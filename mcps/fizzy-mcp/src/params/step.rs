//! Step parameter types

use schemars::JsonSchema;
use serde::{Deserialize, Serialize};

/// Parameters addressing one step on a card
#[derive(Debug, Serialize, Deserialize, JsonSchema)]
pub struct StepIdParams {
    #[serde(deserialize_with = "crate::serde_utils::number_from_any")]
    #[schemars(with = "u64", description = "The card number")]
    pub card_number: u64,

    #[schemars(description = "The ID of the step")]
    pub step_id: String,
}

/// Parameters for creating a step
#[derive(Debug, Serialize, Deserialize, JsonSchema)]
pub struct CreateStepParams {
    #[serde(deserialize_with = "crate::serde_utils::number_from_any")]
    #[schemars(with = "u64", description = "The card number")]
    pub card_number: u64,

    #[schemars(description = "The step text")]
    pub content: String,

    #[schemars(description = "Whether the step is completed (default: false)")]
    pub completed: Option<bool>,
}

/// Parameters for updating a step
#[derive(Debug, Serialize, Deserialize, JsonSchema)]
pub struct UpdateStepParams {
    #[serde(deserialize_with = "crate::serde_utils::number_from_any")]
    #[schemars(with = "u64", description = "The card number")]
    pub card_number: u64,

    #[schemars(description = "The ID of the step to update")]
    pub step_id: String,

    #[schemars(description = "The new step text")]
    pub content: Option<String>,

    #[schemars(description = "Whether the step is completed")]
    pub completed: Option<bool>,
}
//! Fizzy REST transport
//!
//! Authenticated HTTP client and error types for the Fizzy API.

pub mod client;
pub mod error;

pub use client::{FizzyClient, FizzyResponse};
pub use error::{FizzyError, FizzyResult};
//! Step (card to-do item) type definitions

use serde::{Deserialize, Serialize};

#[derive(Debug, Clone, Default, PartialEq, Serialize, Deserialize)]
#[serde(default)]
pub struct Step {
    pub id: String,
    pub content: String,
    pub completed: bool,
}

_EXERCISE OBJECTIVE_
Write out each entry again, character for character.

_SOLUTION_
filename mcps/fizzy-mcp/src/params/step.rs
//! Step parameter types

use schemars::JsonSchema;
use serde::{Deserialize, Serialize};

/// Parameters addressing one step on a card
#[derive(Debug, Serialize, Deserialize, JsonSchema)]
pub struct StepIdParams {
    #[serde(deserialize_with = "crate::serde_utils::number_from_any")]
    #[schemars(with = "u64", description = "The card number")]
    pub card_number: u64,

    #[schemars(description = "The ID of the step")]
    pub step_id: String,
}

/// Parameters for creating a step
#[derive(Debug, Serialize, Deserialize, JsonSchema)]
pub struct CreateStepParams {
    #[serde(deserialize_with = "crate::serde_utils::number_from_any")]
    #[schemars(with = "u64", description = "The card number")]
    pub card_number: u64,

    #[schemars(description = "The step text")]
    pub content: String,

    #[schemars(description = "Whether the step is completed (default: false)")]
    pub completed: Option<bool>,
}

/// Parameters for updating a step
#[derive(Debug, Serialize, Deserialize, JsonSchema)]
pub struct UpdateStepParams {
    #[serde(deserialize_with = "crate::serde_utils::number_from_any")]
    #[schemars(with = "u64", description = "The card number")]
    pub card_number: u64,

    #[schemars(description = "The ID of the step to update")]
    pub step_id: String,

    #[schemars(description = "The new step text")]
    pub content: Option<String>,

    #[schemars(description = "Whether the step is completed")]
    pub completed: Option<bool>,
}
//! Fizzy REST transport
//!
//! Authenticated HTTP client and error types for the Fizzy API.

pub mod client;
pub mod error;

pub use client::{FizzyClient, FizzyResponse};
pub use error::{FizzyError, FizzyResult};
//! Step (card to-do item) type definitions

use serde::{Deserialize, Serialize};

#[derive(Debug, Clone, Default, PartialEq, Serialize, Deserialize)]
#[serde(default)]
pub struct Step {
    pub id: String,
    pub content: String,
    pub completed: bool,
}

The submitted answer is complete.